LOGAN — April showers bring May flowers – as well as a plethora of gardening tasks. Utah State University Extension’s Gardener’s Almanac provides a checklist for each month as well as links for tips and further information.
• Plant warm-season vegetables and annual flowers once the threat of the last frost has passed. Data is available for three cities in Sanpete County. The average last frost date in Moroni is June 2, with a growing season of 109 days. In Ephraim, the average last frost date is May 27, growing season of 121 days. Manti’s average last frost date is May 24, with a growing season of 125 days.
Keep in mind that the dates are averages and can vary greatly. Be prepared with covers to protect cold sensitive plants into June. Keep the covers for use in the fall when temperatures begin to fall.
For a listing of the average last and first frost dates in other areas of Utah, visit http://extension.usu.edu/news_sections/gardening/fickle-climate-keeps-gardeners-guessing.
• By planting tomatoes deeper, they are able to form more roots along the stem, creating a more vigorous plant.
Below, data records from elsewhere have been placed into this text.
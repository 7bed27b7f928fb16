//! A thread pool that drains a [`TaskQueue`] of boxed closures.
//!
//! Grounded in `original_source/src/libs/core/src/Threads/ThreadPoolQueue.cc`
//! (plain variant: every worker blocks on the condvar and calls
//! `GetNextItem`) and `original_source/libs/core/src/Threads/
//! ThreadPoolDelayedQueue.cc` (pumping variant: worker 0 times out its wait
//! every 200ms so delayed tasks get served even without a fresh post).

use std::sync::atomic::{AtomicBool, Ordering};
use std::sync::{Arc, Condvar, Mutex};
use std::thread::JoinHandle;
use std::time::Duration;

use crate::threading::task_queue::TaskQueue;
use crate::threading::thread_util::{clamp_worker_count, spawn_named, TaskPriority};
use crate::time::TimeSource;

/// A unit of pool work: a boxed closure run exactly once.
pub type PoolTask = Box<dyn FnOnce() + Send>;

/// The 200ms poll interval `ThreadPoolDelayedQueue`'s worker 0 uses so
/// delayed tasks are served even when nothing posts a fresh wake-up.
const PUMP_INTERVAL: Duration = Duration::from_millis(200);

struct Shared {
    queue: TaskQueue<PoolTask>,
    wait_lock: Mutex<()>,
    wait_cv: Condvar,
    exiting: AtomicBool,
}

/// A fixed-size pool of named worker threads draining a shared [`TaskQueue`].
///
/// `pumping: true` dedicates worker 0 to a 200ms-timeout poll loop so
/// delayed tasks fire close to their deadline even if no new task is posted
/// to wake the pool; every other worker (and the whole pool when
/// `pumping: false`) blocks indefinitely until woken.
pub struct ThreadPool {
    shared: Arc<Shared>,
    workers: Mutex<Vec<JoinHandle<()>>>,
    label: &'static str,
}

impl ThreadPool {
    /// Build a pool of `requested` workers (`None` = one per hardware core)
    /// at `priority`, named `"{label} #{n}"`.
    pub fn new(
        requested: Option<usize>,
        priority: TaskPriority,
        pumping: bool,
        clock: Arc<dyn TimeSource>,
        label: &'static str,
    ) -> Self {
        let worker_count = clamp_worker_count(requested);
        let queue = TaskQueue::new(clock);
        let shared = Arc::new(Shared {
            queue,
            wait_lock: Mutex::new(()),
            wait_cv: Condvar::new(),
            exiting: AtomicBool::new(false),
        });

        {
            let wake = shared.clone();
            shared
                .queue
                .set_delayed_ready_callback(Box::new(move || wake.wait_cv.notify_all()));
        }

        let mut workers = Vec::with_capacity(worker_count);
        for index in 0..worker_count {
            let shared = shared.clone();
            let is_pumper = pumping && index == 0;
            let name = if is_pumper {
                format!("{label}Pumper#{index}")
            } else {
                format!("{label}#{index}")
            };
            workers.push(spawn_named(name, move || {
                if is_pumper {
                    Self::pump_loop(&shared);
                } else {
                    Self::process_loop(&shared);
                }
            }));
        }

        tracing::debug!(pool = label, workers = worker_count, pumping, "thread pool started");

        Self {
            shared,
            workers: Mutex::new(workers),
            label,
        }
    }

    fn process_loop(shared: &Shared) {
        loop {
            let guard = shared.wait_lock.lock().unwrap();
            let _guard = shared
                .wait_cv
                .wait_while(guard, |_| {
                    !shared.exiting.load(Ordering::Acquire) && !shared.queue.may_have_items()
                })
                .unwrap();
            if shared.exiting.load(Ordering::Acquire) {
                return;
            }
            drop(_guard);
            if let Some(task) = shared.queue.get_next(None) {
                task();
            }
        }
    }

    fn pump_loop(shared: &Shared) {
        loop {
            let guard = shared.wait_lock.lock().unwrap();
            let (_guard, _timeout) = shared
                .wait_cv
                .wait_timeout_while(guard, PUMP_INTERVAL, |_| {
                    !shared.exiting.load(Ordering::Acquire) && !shared.queue.may_have_items()
                })
                .unwrap();
            if shared.exiting.load(Ordering::Acquire) {
                return;
            }
            drop(_guard);
            if shared.queue.may_have_items() {
                if let Some(task) = shared.queue.get_next(None) {
                    task();
                }
            }
        }
    }

    /// Post a task for immediate execution. Returns `false` if the pool has
    /// begun terminating.
    pub fn post_task(&self, task: PoolTask) -> bool {
        if self.shared.exiting.load(Ordering::Acquire) {
            return false;
        }
        let posted = self.shared.queue.push(task);
        if posted {
            self.shared.wait_cv.notify_one();
        }
        posted
    }

    /// Post a task to run no earlier than `delay_sec` from now.
    pub fn post_delayed_task(&self, delay_sec: f64, task: PoolTask) -> bool {
        if self.shared.exiting.load(Ordering::Acquire) {
            return false;
        }
        let posted = self.shared.queue.push_delayed(task, delay_sec);
        if posted {
            self.shared.wait_cv.notify_one();
        }
        posted
    }

    /// Signal all workers to exit and join them. Idempotent.
    pub fn terminate(&self) {
        if self.shared.exiting.swap(true, Ordering::AcqRel) {
            return;
        }
        self.shared.queue.terminate();
        self.shared.wait_cv.notify_all();
        let mut workers = self.workers.lock().unwrap();
        for worker in workers.drain(..) {
            let _ = worker.join();
        }
        tracing::debug!(pool = self.label, "thread pool terminated");
    }
}

impl Drop for ThreadPool {
    fn drop(&mut self) {
        self.terminate();
    }
}

#[cfg(test)]
mod tests {
    use super::*;
    use crate::time::SystemTimeSource;
    use std::sync::mpsc;
    use std::time::Duration as StdDuration;

    #[test]
    fn runs_posted_tasks() {
        let pool = ThreadPool::new(
            Some(2),
            TaskPriority::UserVisible,
            false,
            Arc::new(SystemTimeSource::new()),
            "test-pool",
        );
        let (tx, rx) = mpsc::channel();
        for i in 0..10 {
            let tx = tx.clone();
            pool.post_task(Box::new(move || tx.send(i).unwrap()));
        }
        let mut results: Vec<i32> = (0..10).map(|_| rx.recv().unwrap()).collect();
        results.sort();
        assert_eq!(results, (0..10).collect::<Vec<_>>());
        pool.terminate();
    }

    #[test]
    fn pumping_pool_serves_delayed_task_without_fresh_post() {
        let pool = ThreadPool::new(
            Some(1),
            TaskPriority::BestEffort,
            true,
            Arc::new(SystemTimeSource::new()),
            "test-pump",
        );
        let (tx, rx) = mpsc::channel();
        pool.post_delayed_task(
            0.01,
            Box::new(move || {
                tx.send(()).unwrap();
            }),
        );
        rx.recv_timeout(StdDuration::from_secs(1))
            .expect("delayed task should run within the pump interval");
        pool.terminate();
    }

    #[test]
    fn terminate_rejects_further_posts() {
        let pool = ThreadPool::new(
            Some(1),
            TaskPriority::UserVisible,
            false,
            Arc::new(SystemTimeSource::new()),
            "test-term",
        );
        pool.terminate();
        assert!(!pool.post_task(Box::new(|| {})));
    }
}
• Consider planting sweet corn in the garden every other week (until early July) to extend the harvest.
• Consider the various types of fertilizers. For information on traditional fertilizer options, visit https://digitalcommons.usu.edu/cgi/viewcontent.cgi?referer=&httpsredir=1&article=1148&context=extension_curall. For information on organic fertilizers, visit https://digitalcommons.usu.edu/cgi/viewcontent.cgi?referer=&httpsredir=1&article=1147&context=extension_curall.
• Thin out overcrowded seedlings using a pair of scissors, trying to avoid disturbing the young roots.
• Protect fruit blossoms and tender garden plants from late freezing temperatures. For information on critical temperatures in fruit, visit https://digitalcommons.usu.edu/cgi/viewcontent.cgi?referer=&httpsredir=1&article=1643&context=extension_curall.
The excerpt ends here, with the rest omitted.